_What you should do_
Check each line below for "Black" and report how many have it, nothing else.

== Listed records

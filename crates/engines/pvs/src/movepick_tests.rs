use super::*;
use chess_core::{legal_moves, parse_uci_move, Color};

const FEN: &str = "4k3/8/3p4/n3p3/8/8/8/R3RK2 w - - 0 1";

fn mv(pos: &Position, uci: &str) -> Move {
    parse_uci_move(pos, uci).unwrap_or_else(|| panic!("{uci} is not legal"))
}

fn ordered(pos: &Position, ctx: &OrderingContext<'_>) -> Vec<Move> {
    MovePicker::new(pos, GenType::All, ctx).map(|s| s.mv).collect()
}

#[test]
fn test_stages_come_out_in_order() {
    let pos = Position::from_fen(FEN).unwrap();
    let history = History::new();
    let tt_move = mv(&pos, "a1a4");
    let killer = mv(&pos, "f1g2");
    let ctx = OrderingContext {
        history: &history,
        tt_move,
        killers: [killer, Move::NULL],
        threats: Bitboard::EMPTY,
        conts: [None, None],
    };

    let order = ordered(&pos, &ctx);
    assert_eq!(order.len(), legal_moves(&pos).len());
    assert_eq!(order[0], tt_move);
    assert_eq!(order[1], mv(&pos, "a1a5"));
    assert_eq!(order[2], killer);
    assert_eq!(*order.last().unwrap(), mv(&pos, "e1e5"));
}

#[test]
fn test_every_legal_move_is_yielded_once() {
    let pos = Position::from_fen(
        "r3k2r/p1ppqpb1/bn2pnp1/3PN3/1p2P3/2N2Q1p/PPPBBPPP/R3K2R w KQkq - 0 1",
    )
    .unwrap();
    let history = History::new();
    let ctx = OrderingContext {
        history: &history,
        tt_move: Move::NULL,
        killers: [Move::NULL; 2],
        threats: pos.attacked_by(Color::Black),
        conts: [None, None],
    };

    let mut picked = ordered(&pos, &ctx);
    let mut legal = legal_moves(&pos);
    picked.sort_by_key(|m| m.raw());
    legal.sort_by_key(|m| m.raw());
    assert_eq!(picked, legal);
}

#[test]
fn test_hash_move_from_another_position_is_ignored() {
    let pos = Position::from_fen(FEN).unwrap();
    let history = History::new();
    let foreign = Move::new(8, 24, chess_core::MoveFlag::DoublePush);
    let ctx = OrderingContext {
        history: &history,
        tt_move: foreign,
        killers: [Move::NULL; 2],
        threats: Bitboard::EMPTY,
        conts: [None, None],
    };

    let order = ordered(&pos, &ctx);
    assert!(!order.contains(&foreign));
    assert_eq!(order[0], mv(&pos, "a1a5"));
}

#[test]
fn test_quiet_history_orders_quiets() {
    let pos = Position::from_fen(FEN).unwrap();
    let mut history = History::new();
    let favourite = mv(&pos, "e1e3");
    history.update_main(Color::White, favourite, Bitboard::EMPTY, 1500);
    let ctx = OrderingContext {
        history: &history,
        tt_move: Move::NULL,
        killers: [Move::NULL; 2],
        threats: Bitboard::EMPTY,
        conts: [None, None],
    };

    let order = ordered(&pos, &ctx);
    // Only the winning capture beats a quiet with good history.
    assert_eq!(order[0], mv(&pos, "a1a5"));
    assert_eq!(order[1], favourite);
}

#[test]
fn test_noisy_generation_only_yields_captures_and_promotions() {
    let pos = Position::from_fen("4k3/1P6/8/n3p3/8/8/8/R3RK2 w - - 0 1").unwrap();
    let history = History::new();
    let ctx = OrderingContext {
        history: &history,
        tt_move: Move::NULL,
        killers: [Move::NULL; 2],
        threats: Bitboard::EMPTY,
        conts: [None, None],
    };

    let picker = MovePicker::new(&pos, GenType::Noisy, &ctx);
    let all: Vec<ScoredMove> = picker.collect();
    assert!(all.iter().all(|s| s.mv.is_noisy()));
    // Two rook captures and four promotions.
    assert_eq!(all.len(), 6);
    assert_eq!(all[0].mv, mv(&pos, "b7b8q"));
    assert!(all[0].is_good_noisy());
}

====
== Listed records

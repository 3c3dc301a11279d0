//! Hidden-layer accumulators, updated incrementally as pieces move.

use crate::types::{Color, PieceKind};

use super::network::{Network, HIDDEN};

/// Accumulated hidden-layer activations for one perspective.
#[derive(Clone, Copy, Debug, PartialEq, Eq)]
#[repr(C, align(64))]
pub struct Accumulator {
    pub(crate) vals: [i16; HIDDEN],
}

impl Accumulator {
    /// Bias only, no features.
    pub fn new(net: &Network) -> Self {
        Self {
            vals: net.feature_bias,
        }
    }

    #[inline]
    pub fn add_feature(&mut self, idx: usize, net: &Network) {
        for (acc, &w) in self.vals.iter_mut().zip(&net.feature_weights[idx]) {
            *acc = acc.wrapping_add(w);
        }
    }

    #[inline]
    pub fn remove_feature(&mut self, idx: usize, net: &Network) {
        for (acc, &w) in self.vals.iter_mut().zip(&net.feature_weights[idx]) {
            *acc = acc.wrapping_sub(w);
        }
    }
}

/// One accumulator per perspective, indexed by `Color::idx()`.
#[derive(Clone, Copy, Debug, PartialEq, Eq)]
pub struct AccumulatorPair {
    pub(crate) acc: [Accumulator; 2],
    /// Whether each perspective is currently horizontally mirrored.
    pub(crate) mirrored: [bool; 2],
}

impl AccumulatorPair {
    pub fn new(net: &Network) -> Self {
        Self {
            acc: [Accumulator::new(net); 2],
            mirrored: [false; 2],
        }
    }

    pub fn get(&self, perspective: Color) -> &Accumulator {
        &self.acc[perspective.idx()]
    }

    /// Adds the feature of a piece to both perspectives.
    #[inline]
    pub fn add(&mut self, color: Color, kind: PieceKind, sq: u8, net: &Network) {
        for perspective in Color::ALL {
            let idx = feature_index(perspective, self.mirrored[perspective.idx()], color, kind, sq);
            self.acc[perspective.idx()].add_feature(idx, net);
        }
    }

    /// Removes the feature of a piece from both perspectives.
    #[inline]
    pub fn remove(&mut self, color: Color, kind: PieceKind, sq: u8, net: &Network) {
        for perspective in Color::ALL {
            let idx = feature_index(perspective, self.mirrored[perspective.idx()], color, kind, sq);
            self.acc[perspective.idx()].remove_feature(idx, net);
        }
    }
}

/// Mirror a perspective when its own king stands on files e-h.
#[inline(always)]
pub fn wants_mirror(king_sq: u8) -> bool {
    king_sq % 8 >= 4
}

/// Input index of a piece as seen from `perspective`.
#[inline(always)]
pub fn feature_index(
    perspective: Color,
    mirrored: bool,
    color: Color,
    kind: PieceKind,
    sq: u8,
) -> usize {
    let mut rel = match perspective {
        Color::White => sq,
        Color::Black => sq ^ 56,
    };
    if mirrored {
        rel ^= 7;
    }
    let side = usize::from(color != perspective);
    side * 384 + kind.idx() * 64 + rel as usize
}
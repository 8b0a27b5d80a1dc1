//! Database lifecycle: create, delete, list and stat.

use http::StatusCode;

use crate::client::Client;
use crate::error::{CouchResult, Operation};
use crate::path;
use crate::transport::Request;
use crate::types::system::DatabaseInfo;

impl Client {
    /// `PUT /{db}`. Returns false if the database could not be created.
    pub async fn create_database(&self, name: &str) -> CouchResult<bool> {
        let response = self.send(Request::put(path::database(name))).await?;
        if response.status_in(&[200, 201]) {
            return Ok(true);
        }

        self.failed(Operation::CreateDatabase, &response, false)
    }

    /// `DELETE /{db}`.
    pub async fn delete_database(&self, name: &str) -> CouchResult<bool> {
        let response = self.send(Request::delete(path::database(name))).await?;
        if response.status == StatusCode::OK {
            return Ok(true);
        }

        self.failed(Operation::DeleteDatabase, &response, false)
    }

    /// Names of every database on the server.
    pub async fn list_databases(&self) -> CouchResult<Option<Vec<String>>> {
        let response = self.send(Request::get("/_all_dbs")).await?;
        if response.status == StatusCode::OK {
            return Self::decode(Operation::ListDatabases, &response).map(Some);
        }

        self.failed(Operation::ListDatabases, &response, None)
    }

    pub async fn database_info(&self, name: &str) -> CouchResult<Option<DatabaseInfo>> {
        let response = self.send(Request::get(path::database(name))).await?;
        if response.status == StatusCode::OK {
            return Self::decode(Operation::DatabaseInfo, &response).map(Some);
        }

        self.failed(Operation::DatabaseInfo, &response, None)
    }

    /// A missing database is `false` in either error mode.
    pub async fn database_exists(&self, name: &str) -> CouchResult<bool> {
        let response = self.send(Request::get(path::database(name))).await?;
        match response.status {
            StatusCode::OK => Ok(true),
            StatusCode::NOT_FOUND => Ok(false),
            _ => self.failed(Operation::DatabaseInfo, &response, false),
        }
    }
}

====

_Expected answer_
2